SLUTTERBALL a 10 ans : retour sur le court métrage de Jérôme Vandewattyne

SLUTTERBALL a 10 ans : retour sur le court métrage de Jérôme Vandewattyne 2560 1442 Jean-Philippe Thiriart

Slutterball, le deuxième court métrage pro de Jérôme Vandewattyne (également leader de VHS From Space, groupe de rock grunge psychédélique dont le nouvel album sortira bientôt), fête cette année ses dix ans. Réalisé un an après She’s a Slut (trailer-off, en 2011, du Festival International du Film Fantastique de Bruxelles, le BIFFF), il sera suivi, cinq ans plus tard, du premier long de Jérôme, le documenteur Spit’n’Split. Cinq autres années se sont écoulées depuis lors et Jérôme et son équipe viennent de boucler, voici trois jours, le tournage de leur nouveau bébé : le long métrage The Belgian Wave.

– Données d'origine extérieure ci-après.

pub mod topology;

use chrono::{DateTime, Duration, Utc};
use std::collections::HashMap;
use tracing::{debug, info, warn};

use crate::config::DEFAULT_ROUTE_TIMEOUT_SECS;
use crate::error::{Result, SimError};
use crate::protocol::expiry::{self, ExpiredRoute};
use crate::router::Router;
use crate::{LinkLocalAddress, RouterId};

/// Owns every router of a simulation and resolves neighbor identities.
///
/// Routers never hold references to each other; a neighbor is a router id
/// looked up here when an update has to be delivered.
#[derive(Debug, Clone)]
pub struct Network {
    routers: Vec<Router>,
    index: HashMap<RouterId, usize>,
    route_timeout: Duration,
}

impl Default for Network {
    fn default() -> Self {
        Self::new(Duration::seconds(DEFAULT_ROUTE_TIMEOUT_SECS as i64))
    }
}

impl Network {
    pub fn new(route_timeout: Duration) -> Self {
        Self {
            routers: Vec::new(),
            index: HashMap::new(),
            route_timeout,
        }
    }

    pub fn route_timeout(&self) -> Duration {
        self.route_timeout
    }

    pub fn add_router(
        &mut self,
        id: impl Into<RouterId>,
        link_local_address: LinkLocalAddress,
    ) -> Result<()> {
        let id = id.into();
        if self.index.contains_key(&id) {
            return Err(SimError::InvalidConfiguration(format!(
                "duplicate router {}",
                id
            )));
        }
        if let Some(other) = self
            .routers
            .iter()
            .find(|r| r.link_local_address() == link_local_address)
        {
            return Err(SimError::InvalidConfiguration(format!(
                "address {} already used by router {}",
                link_local_address,
                other.id()
            )));
        }

        self.index.insert(id.clone(), self.routers.len());
        self.routers.push(Router::new(id, link_local_address));
        Ok(())
    }

    pub fn connect(&mut self, a: &str, b: &str, cost: u32) -> Result<()> {
        self.connect_at(a, b, cost, Utc::now())
    }

    /// Registers the link on both routers.
    pub fn connect_at(&mut self, a: &str, b: &str, cost: u32, now: DateTime<Utc>) -> Result<()> {
        let a_index = self.position(a)?;
        let b_index = self.position(b)?;
        let a_address = self.routers[a_index].link_local_address();
        let b_address = self.routers[b_index].link_local_address();

        self.routers[a_index].add_neighbor_at(b, b_address, cost, now)?;
        self.routers[b_index].add_neighbor_at(a, a_address, cost, now)?;
        Ok(())
    }

    pub fn router(&self, id: &str) -> Option<&Router> {
        self.index.get(id).map(|&i| &self.routers[i])
    }

    pub fn routers(&self) -> &[Router] {
        &self.routers
    }

    pub fn router_ids(&self) -> Vec<RouterId> {
        self.routers.iter().map(|r| r.id().to_string()).collect()
    }

    pub fn position(&self, id: &str) -> Result<usize> {
        self.index
            .get(id)
            .copied()
            .ok_or_else(|| SimError::UnknownRouter(id.to_string()))
    }

    pub fn send_update(&mut self, id: &str) -> Result<usize> {
        self.send_update_at(id, Utc::now())
    }

    /// Pushes a snapshot of the router's table to each of its neighbors in
    /// registration order. Returns how many receivers changed their table.
    pub fn send_update_at(&mut self, id: &str, now: DateTime<Utc>) -> Result<usize> {
        let sender_index = self.position(id)?;
        let Some(snapshot) = self.routers[sender_index].advertise() else {
            debug!(router = %id, "Router offline, no update sent");
            return Ok(0);
        };

        let neighbor_ids: Vec<RouterId> = self.routers[sender_index]
            .neighbors()
            .iter()
            .map(|n| n.router_id.clone())
            .collect();

        let mut changed = 0;
        for neighbor_id in neighbor_ids {
            let Some(&receiver_index) = self.index.get(&neighbor_id) else {
                warn!(router = %id, neighbor = %neighbor_id, "Neighbor not in network");
                continue;
            };

            let receiver = &mut self.routers[receiver_index];
            if !receiver.is_active() {
                debug!(router = %id, neighbor = %neighbor_id, "Skipping offline neighbor");
                continue;
            }

            if receiver.receive_update_at(id, &snapshot, now) {
                changed += 1;
            }
        }

        Ok(changed)
    }

    pub fn run_round(&mut self) -> Result<bool> {
        self.run_round_at(Utc::now())
    }

    /// One `send_update` from every router in network order. Returns whether
    /// any table changed.
    pub fn run_round_at(&mut self, now: DateTime<Utc>) -> Result<bool> {
        let mut changed = 0;
        for id in self.router_ids() {
            changed += self.send_update_at(&id, now)?;
        }
        debug!(changed, "Update round finished");
        Ok(changed > 0)
    }

    /// Repeats rounds until one of them changes nothing. Returns the number
    /// of rounds executed, including the quiet one.
    pub fn run_until_converged(&mut self, max_rounds: usize) -> Result<usize> {
        self.run_until_converged_at(max_rounds, Utc::now())
    }

    pub fn run_until_converged_at(&mut self, max_rounds: usize, now: DateTime<Utc>) -> Result<usize> {
        for round in 1..=max_rounds {
            if !self.run_round_at(now)? {
                info!(rounds = round, "Network converged");
                return Ok(round);
            }
        }
        Err(SimError::NotConverged { rounds: max_rounds })
    }

    /// True when every active router that has an active neighbor reports
    /// no change from its latest update.
    pub fn has_converged(&self) -> bool {
        self.routers
            .iter()
            .filter(|r| r.is_active() && self.has_active_neighbor(r))
            .all(|r| r.has_converged())
    }

    pub fn set_active(&mut self, id: &str, active: bool) -> Result<()> {
        self.set_active_at(id, active, Utc::now())
    }

    pub fn set_active_at(&mut self, id: &str, active: bool, now: DateTime<Utc>) -> Result<()> {
        let index = self.position(id)?;
        self.routers[index].set_active_at(active, now);
        Ok(())
    }

    pub fn offline_routers(&self) -> Vec<RouterId> {
        self.routers
            .iter()
            .filter(|r| !r.is_active())
            .map(|r| r.id().to_string())
            .collect()
    }

    pub fn expire_stale_routes(&mut self) -> Vec<ExpiredRoute> {
        self.expire_stale_routes_at(Utc::now())
    }

    /// Runs the stale-route sweep against every router currently offline.
    pub fn expire_stale_routes_at(&mut self, now: DateTime<Utc>) -> Vec<ExpiredRoute> {
        let offline = self.offline_routers();
        expiry::expire_stale_routes(&mut self.routers, &offline, self.route_timeout, now)
    }

    pub(crate) fn into_routers(self) -> (Vec<Router>, Duration) {
        (self.routers, self.route_timeout)
    }

    pub(crate) fn from_routers(routers: Vec<Router>, route_timeout: Duration) -> Self {
        let index = routers
            .iter()
            .enumerate()
            .map(|(i, r)| (r.id().to_string(), i))
            .collect();
        Self {
            routers,
            index,
            route_timeout,
        }
    }

    fn has_active_neighbor(&self, router: &Router) -> bool {
        router
            .neighbors()
            .iter()
            .any(|n| self.router(&n.router_id).is_some_and(|r| r.is_active()))
    }
}

#[cfg(test)]
mod tests {
    use super::*;
    use crate::types::Metric;
    use std::net::Ipv6Addr;

    fn addr(last: u16) -> Ipv6Addr {
        Ipv6Addr::new(0xfe80, 0, 0, 0, 0, 0, 0, last)
    }

    fn triangle() -> Network {
        let mut network = Network::default();
        network.add_router("A", addr(1)).unwrap();
        network.add_router("B", addr(2)).unwrap();
        network.add_router("C", addr(3)).unwrap();
        network.connect("A", "B", 1).unwrap();
        network.connect("B", "C", 1).unwrap();
        network.connect("A", "C", 5).unwrap();
        network
    }

    #[test]
    fn test_connect_registers_both_sides() {
        let network = triangle();
        let a = network.router("A").unwrap();
        let b = network.router("B").unwrap();
        assert_eq!(a.routing_table().get("B").unwrap().metric, Metric::Finite(1));
        assert_eq!(b.routing_table().get("A").unwrap().next_hop, Some(addr(1)));
    }

    #[test]
    fn test_duplicate_router_rejected() {
        let mut network = triangle();
        assert!(matches!(
            network.add_router("A", addr(9)),
            Err(SimError::InvalidConfiguration(_))
        ));
        assert!(matches!(
            network.add_router("E", addr(1)),
            Err(SimError::InvalidConfiguration(_))
        ));
    }

    #[test]
    fn test_unknown_router_is_an_error() {
        let mut network = triangle();
        assert!(matches!(network.connect("A", "Z", 1), Err(SimError::UnknownRouter(_))));
        assert!(matches!(network.send_update("Z"), Err(SimError::UnknownRouter(_))));
        assert!(matches!(network.set_active("Z", false), Err(SimError::UnknownRouter(_))));
    }

    #[test]
    fn test_cheaper_indirect_path_wins() {
        let mut network = triangle();
        let rounds = network.run_until_converged(8).unwrap();
        assert!(rounds <= 3);
        assert!(network.has_converged());

        let a = network.router("A").unwrap();
        let to_c = a.routing_table().get("C").unwrap();
        assert_eq!(to_c.metric, Metric::Finite(2));
        assert_eq!(to_c.next_hop, Some(addr(2)));
    }

    #[test]
    fn test_offline_router_neither_sends_nor_receives() {
        let mut network = triangle();
        network.set_active("B", false).unwrap();

        assert_eq!(network.send_update("B").unwrap(), 0);
        let before = network.router("B").unwrap().routing_table().clone();
        network.send_update("A").unwrap();
        assert_eq!(network.router("B").unwrap().routing_table(), &before);
        assert_eq!(network.offline_routers(), vec!["B".to_string()]);
    }

    #[test]
    fn test_network_sweep_uses_configured_timeout() {
        let start = Utc::now();
        let mut network = Network::new(Duration::seconds(5));
        network.add_router("A", addr(1)).unwrap();
        network.add_router("B", addr(2)).unwrap();
        network.connect_at("A", "B", 1, start).unwrap();
        network.set_active_at("B", false, start).unwrap();

        assert!(network.expire_stale_routes_at(start + Duration::seconds(5)).is_empty());
        let expired = network.expire_stale_routes_at(start + Duration::seconds(6));
        assert_eq!(expired.len(), 1);
        assert_eq!(expired[0].router, "A");
        assert_eq!(expired[0].destination, "B");
    }
}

The Belgian Wave a bénéficié de l’aide à la production légère de la Fédération Wallonie-Bruxelles. La phase de montage démarre ce 15 juillet, pour une finalisation du film en mars 2023. L’image a été mise en lumière par Jean-François Awad, avec lequel Jérôme a réalisé chacune de ses dernières publicités. Quant au scénario, il a été écrit par Jérôme Vandewattyne, Kamal Messaoudi et un autre Jérôme : Jérôme Di Egidio.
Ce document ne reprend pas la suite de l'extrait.